# What types are more frequently attracted to you than others and how come?



## nim (Mar 20, 2010)

I seem to have never attracted anyone romantically yet, but I'm still rather young, so I'm not worried. As far as friendship is concerned, I've attracted xNFxs, xNTxs, and ISxPs. The reasons are still unclear to me, however. A lot of my friends have told me I'm 'mysterious', 'intelligent', 'quirky', and 'amusing'. Perhaps it's the Ti-Ne mixture, especially when the Ne breaks out of the shell.


----------



## Introspiritual (Mar 12, 2010)

Romantically, 2 out of 3 people I've attracted in the past have been xNFP (50/50 I/E). Most of them get that I'm "deep," but I'm not sure past that.

Friendship-wise, it's almost exclusively INFJs and INTPs.


----------



## jadesea (May 8, 2010)

INTP and INTJ girls get me going the most. Nothing turns me on more than a girl with a brain who isn't afraid to use it.


----------



## Jorge (Aug 5, 2009)

Hmmmm now that I start pondering about it, it's been almost exclusively NFs the ones who tend to be attracted to me. With the exception of two (three?) INTJ girls.

In quite honesty though, I haven't met too many NT girls. In fact, the 3 I've met are those INTJs. So it's not a proven theory that only NFs fall for me, its that more data is needed for research!


----------



## thehigher (Apr 20, 2009)

INTP's, ESFP's, ISFP's, ENFP's, INTJ's, ISTP's 

Odd.


----------



## Jorge (Aug 5, 2009)

jadesea said:


> INTP and INTJ girls get me going the most. Nothing turns me on more than a girl with a brain who isn't afraid to use it.


So girls who are not INTx are stupid?

Let me tell you, I've met plenty of NTs that are almost retarded-like. And quite honestly, I'm not really that far away from that spectrum .
_Posted via Mobile Device_


----------



## sushi (May 2, 2010)

ambrosiatea said:


> You are not alone!!!


my friends call me a pervert magnet coz i always get hit on by disgusting men.


----------



## kiwigrl (Apr 27, 2010)

Latte said:


> I selfishly want info to add to my cognitive learnings of people for make benefit glorious theory of mind, and I'm certain others on the forum would also make benefit their own glorious theory of mind through this.
> 
> I would like everyone interested in sharing your concrete experiences and/or roughstimate approximations regarding relative prevalence of attraction directed upon you by people categorized by type to do so.
> 
> ...


I wish I could give you more definite details with my answer but I am not that great at picking out the types yet. Its new to me. 

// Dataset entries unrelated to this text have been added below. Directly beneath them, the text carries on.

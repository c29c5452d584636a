//! Incremental transcript reconciliation
//!
//! Turns the backend's stream of revisable fragments into a stable,
//! monotonically growing transcript.

mod reconcile;

pub use reconcile::TranscriptReconciler;
use serde::{Deserialize, Serialize};

/// Session lifecycle state.
///
/// `Idle -> Connecting -> Streaming -> Closed`. Permission denial or a
/// connection failure short-circuits `Connecting -> Closed`. Nothing
/// leaves `Closed`; a later `start()` begins a fresh session.
#[derive(Debug, Clone, Copy, PartialEq, Eq, Serialize, Deserialize)]
pub enum SessionState {
    /// No session has run yet
    Idle,
    /// Acquiring the microphone and opening the stream
    Connecting,
    /// Audio flowing out, fragments flowing in
    Streaming,
    /// Session ended; all resources released
    Closed,
}

impl SessionState {
    /// Whether a session currently holds resources. The host should
    /// disable submit actions while this is true.
    pub fn is_active(self) -> bool {
        matches!(self, SessionState::Connecting | SessionState::Streaming)
    }
}
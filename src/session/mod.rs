//! Dictation session management
//!
//! This module provides the `DictationSession` abstraction that manages:
//! - Microphone capture and PCM encoding
//! - The streaming transcription connection
//! - Incremental transcript reconciliation and live text callbacks
//! - Deterministic resource release on stop, remote close, and errors

mod config;
mod session;
mod state;
mod stats;

pub use config::SessionConfig;
pub use session::{CaptureBuilder, DictationSession};
pub use state::SessionState;
pub use stats::DictationStats;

Romantically, I guess I would say the quieter types have liked me, but I have dated a couple of the popular types too. My husband is a little quiet at first but then he has a wicked sense of humour which is why I took the time to get to know him. My husband said that when he met me he liked how kind & caring I was and how feminine I was, taking care with the way I looked. I think the quiet ones like me because I am inclusive and friendly to everyone, sometimes they have misinterpreted that for me being interested in them romantically. I have received flowers and poems from strangers a few times. I felt extremely embarrassed when I received the flowers because I knew they weren't my types and they had wasted their money on the flowers to no avail. Once a guy handed me a poem about me on the train and shyly walked away. I was so touched by that.

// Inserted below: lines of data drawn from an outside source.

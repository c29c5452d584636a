use chrono::{DateTime, Utc};
use serde::{Deserialize, Serialize};

use super::state::SessionState;

/// Statistics about a dictation session
#[derive(Debug, Clone, Serialize, Deserialize)]
pub struct DictationStats {
    /// Current lifecycle state
    pub state: SessionState,

    /// When the most recent session started
    pub started_at: Option<DateTime<Utc>>,

    /// Total duration of the most recent session in seconds
    pub duration_secs: f64,

    /// Number of audio frames transmitted
    pub frames_sent: usize,

    /// Number of transcript fragments received
    pub fragments_received: usize,

    /// Length of the confirmed transcript in characters
    pub confirmed_chars: usize,
}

Sexually, I get noticed by no particular type, but I think they like that I laugh alot and appear to be a happy confident soul, a little risque in my attitude/humour ...that and the fact that I am curvy with long toned legs ..My legs get alot of attention as does my bust. I probably only notice the more confident guys noticing me though because they are more deliberate at interacting.


----------



## nallyha (Apr 23, 2010)

All extroverted types! rarely introverted types.


----------



## kiwigrl (Apr 27, 2010)

Anyway how would you know if an introvert liked you? They don't talk about it, they probably try to conseal it. 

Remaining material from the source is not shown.